Vu les autres pièces du dossier.

Vu :

- la convention européenne de sauvegarde des droits de l'homme et des libertés fondamentales ;

- la convention d'application de l'accord de Schengen, signée le 19 juin 1990 ;

- le règlement (UE) n° 2016/399 du Parlement européen et du Conseil du 9 mars 2016 concernant un code de l'Union relatif au régime de franchissement des frontières par les personnes (code frontières Schengen), abrogeant le règlement (CE) n° 562/2006 établissant un code communautaire relatif au régime de franchissement des frontières par les personnes ;

- le code des relations entre le public et l'administration ;

- le code de l'entrée et du séjour des étrangers et du droit d'asile ;

- le code de justice administrative.

La présidente de la formation de jugement a dispensé le rapporteur public, sur sa proposition, de prononcer des conclusions à l'audience.

Les parties ont été régulièrement averties du jour de l'audience.

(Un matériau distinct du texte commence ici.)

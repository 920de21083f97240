use crate::vmath;
use crate::V2;

#[derive(Clone, Copy, Debug, PartialEq)]
pub struct MassTemplate {
	pub id: usize,
	pub pos: V2,
	pub fixed: bool,
}

impl MassTemplate {
	pub fn new(id: usize, pos: V2, fixed: bool) -> Self {
		Self { id, pos, fixed }
	}
}

/// A point mass integrated with unit step Euler.
///
/// Per step, call `apply_force` for every incident force, then
/// `update_velocity`, `update_position` and `clear`, in that order.
#[derive(Clone, Debug)]
pub struct Mass {
	id: usize,
	pos: V2,
	opos: V2,
	vel: V2,
	accel: V2,
	diff: V2,
	mass: f32,
	damping: f32,
	fixed: bool,
}

impl Mass {
	pub fn new(id: usize, pos: V2, mass: f32, damping: f32, fixed: bool) -> Self {
		Self {
			id,
			pos,
			opos: pos,
			vel: V2::zeros(),
			accel: V2::zeros(),
			diff: V2::zeros(),
			mass,
			damping,
			fixed,
		}
	}

	pub fn from_template(t: &MassTemplate, mass: f32, damping: f32) -> Self {
		Self::new(t.id, t.pos, mass, damping, t.fixed)
	}

	pub fn get_id(&self) -> usize {
		self.id
	}

	pub fn get_pos(&self) -> V2 {
		self.pos
	}

	pub fn get_orig_pos(&self) -> V2 {
		self.opos
	}

	pub fn get_velocity(&self) -> V2 {
		self.vel
	}

	pub fn get_accel(&self) -> V2 {
		self.accel
	}

	/// Displacement from the rest position, as of the last `clear`.
	pub fn get_diff(&self) -> V2 {
		self.diff
	}

	pub fn get_mass(&self) -> f32 {
		self.mass
	}

	pub fn get_damping(&self) -> f32 {
		self.damping
	}

	pub fn is_fixed(&self) -> bool {
		self.fixed
	}

	pub fn set_mass(&mut self, mass: f32) {
		self.mass = mass;
	}

	pub fn set_damping(&mut self, damping: f32) {
		self.damping = damping;
	}

	pub fn apply_force(&mut self, force: &V2) {
		vmath::add_scaled(
			self.accel.as_mut_slice(),
			force.as_slice(),
			1.0 / self.mass,
		);
	}

	pub fn update_velocity(&mut self) {
		vmath::add_assign(self.vel.as_mut_slice(), self.accel.as_slice());
	}

	/// Moves by the current velocity, capped at `max_dp` per step.
	pub fn update_position(&mut self, max_dp: f32) {
		if self.fixed {
			return;
		}
		let mut dp = self.vel;
		let l = vmath::l2_norm(dp.as_slice());
		if l > max_dp {
			vmath::scale(dp.as_mut_slice(), max_dp / l);
		}
		vmath::add_assign(self.pos.as_mut_slice(), dp.as_slice());
	}

	/// Ends the step. Returns true when the mass had diverged and was put
	/// back at rest.
	pub fn clear(&mut self) -> bool {
		vmath::scale(self.vel.as_mut_slice(), self.damping);
		self.accel.fill(0.0);
		let reset = !(finite(&self.pos) && finite(&self.vel));
		if reset {
			self.pos = self.opos;
			self.vel.fill(0.0);
		}
		vmath::sub_into(
			self.pos.as_slice(),
			self.opos.as_slice(),
			self.diff.as_mut_slice(),
		);
		reset
	}
}

fn finite(v: &V2) -> bool {
	v.iter().all(|x| x.is_finite())
}

#[cfg(test)]
mod test {
	use super::*;
	use proptest::prelude::*;

	fn free_mass() -> Mass {
		Mass::new(0, V2::new(0.0, 0.5), 10.0, 0.5, false)
	}

	#[test]
	fn test_apply_force_divides_by_mass() {
		let mut m = free_mass();
		let f = V2::new(1.0, -2.0);
		m.apply_force(&f);
		m.apply_force(&f);
		assert!((m.get_accel() - V2::new(0.2, -0.4)).magnitude() < 1e-6);
		// the force vector is left untouched
		assert_eq!(f, V2::new(1.0, -2.0));
	}

	#[test]
	fn test_step_order() {
		let mut m = free_mass();
		m.apply_force(&V2::new(1.0, 0.0));
		m.update_velocity();
		m.update_position(f32::INFINITY);
		assert!(!m.clear());
		assert!((m.get_pos() - V2::new(0.1, 0.5)).magnitude() < 1e-6);
		assert!((m.get_velocity() - V2::new(0.05, 0.0)).magnitude() < 1e-6);
		assert!((m.get_diff() - V2::new(0.1, 0.0)).magnitude() < 1e-6);
		assert_eq!(m.get_orig_pos(), V2::new(0.0, 0.5));
	}

	#[test]
	fn test_clear_zeroes_accel() {
		let mut m = free_mass();
		m.apply_force(&V2::new(3.0, 4.0));
		m.clear();
		assert_eq!(m.get_accel(), V2::zeros());
		m.clear();
		assert_eq!(m.get_accel(), V2::zeros());
	}

	#[test]
	fn test_max_dp() {
		let mut m = Mass::new(0, V2::zeros(), 1.0, 1.0, false);
		m.apply_force(&V2::new(30.0, 40.0));
		m.update_velocity();
		m.update_position(0.5);
		m.clear();
		assert!((m.get_pos() - V2::new(0.3, 0.4)).magnitude() < 1e-6);
		// velocity itself is not clamped
		assert!((m.get_velocity() - V2::new(30.0, 40.0)).magnitude() < 1e-4);
	}

	#[test]
	fn test_diverged_mass_is_reset() {
		let mut m = free_mass();
		m.apply_force(&V2::new(f32::INFINITY, 0.0));
		m.update_velocity();
		m.update_position(f32::INFINITY);
		assert!(m.clear());
		assert_eq!(m.get_pos(), m.get_orig_pos());
		assert_eq!(m.get_velocity(), V2::zeros());
		assert_eq!(m.get_diff(), V2::zeros());
	}

	proptest! {
		#[test]
		fn fixed_mass_never_moves(
			fx in -1e6f32..1e6,
			fy in -1e6f32..1e6,
			steps in 1usize..50,
		) {
			let pos = V2::new(0.25, 0.75);
			let mut m = Mass::new(7, pos, 2.0, 0.999, true);
			for _ in 0..steps {
				m.apply_force(&V2::new(fx, fy));
				m.update_velocity();
				m.update_position(f32::INFINITY);
				m.clear();
				prop_assert_eq!(m.get_pos(), pos);
				prop_assert_eq!(m.get_diff(), V2::zeros());
			}
		}
	}
}
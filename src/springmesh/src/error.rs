use protocol::command::Parameter;
use thiserror::Error;

#[derive(Debug, Error)]
pub enum Error {
	#[error("malformed command: {0}")]
	Malformed(#[from] serde_json::Error),
	#[error("{name} must be finite, got {value}")]
	InvalidParameter { name: Parameter, value: f32 },
	#[error("force injection must be finite")]
	InvalidForce,
	#[error("command queue is full")]
	QueueFull,
	#[error("driver is gone")]
	Disconnected,
}
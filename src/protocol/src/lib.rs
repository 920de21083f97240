pub mod command;
pub mod pr_model;
pub mod update_info;

use pr_model::PrModel;
use update_info::UpdateInfo;

use serde::{Deserialize, Serialize};

/// Envelope for shipping mesh state to an out-of-process viewer.
#[derive(Clone, Debug, PartialEq, Serialize, Deserialize)]
pub enum Message {
	MeshUpdate(PrModel, UpdateInfo),
	Nop,
}

impl Message {
	pub fn to_bytes(&self) -> bincode::Result<Vec<u8>> {
		bincode::serialize(&self)
	}

	pub fn from_bytes(bytes: &[u8]) -> bincode::Result<Self> {
		bincode::deserialize(bytes)
	}
}
pub mod config;
pub mod controller;
pub mod controller_message;
pub mod driver;
pub mod error;
pub mod force;
pub mod mass;
pub mod mesh;
pub mod physical_model;
pub mod spring;
pub mod vmath;

pub use error::Error;

pub type V2 = nalgebra::Vector2<f32>;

Ont été entendus au cours de l'audience publique :

- le rapport de M. C... a été entendu au cours de l'audience publique,

- et les observations de Me Petit pour M. A....

Considérant ce qui suit :

1. M. A..., ressortissant sénégalais né le 20 mai 1994, est entré en France au mois de juin 2018, selon ses déclarations. Par un arrêté du 13 mars 2020, le préfet du Val-de-Marne l'a obligé à quitter le territoire sans délai, a fixé le pays de retour, a prononcé une interdiction de retour d'une durée de deux ans et l'a informé de son signalement aux fins de non-admission dans le système d'information Schengen. Le préfet du Val-de-Marne fait appel du jugement du 22 novembre 2021 par lequel le tribunal administratif de Melun a annulé cet arrêté.

Sur la fin de non-recevoir opposée par M. A... :

2. Aux termes de l'article R. 776-9 du code de justice administrative : " Le délai d'appel est d'un mois. Il court à compter du jour où le jugement a été notifié à la partie intéressée. (...) ". Aux termes de l'article R. 751-4-1 du même code : " Par dérogation aux articles R. 751-2, R. 751-3 et R. 751-4, la décision peut être notifiée par le moyen de l'application informatique mentionnée à l'article R. 414-1 aux parties qui sont inscrites dans cette application (...) / Ces parties sont réputées avoir reçu la notification à la date de première consultation de la décision, certifiée par l'accusé de réception délivré par l'application informatique, ou, à défaut de consultation dans un délai de deux jours ouvrés à compter de la date de mise à disposition de la décision dans l'application, à l'issue de ce délai. (...) ".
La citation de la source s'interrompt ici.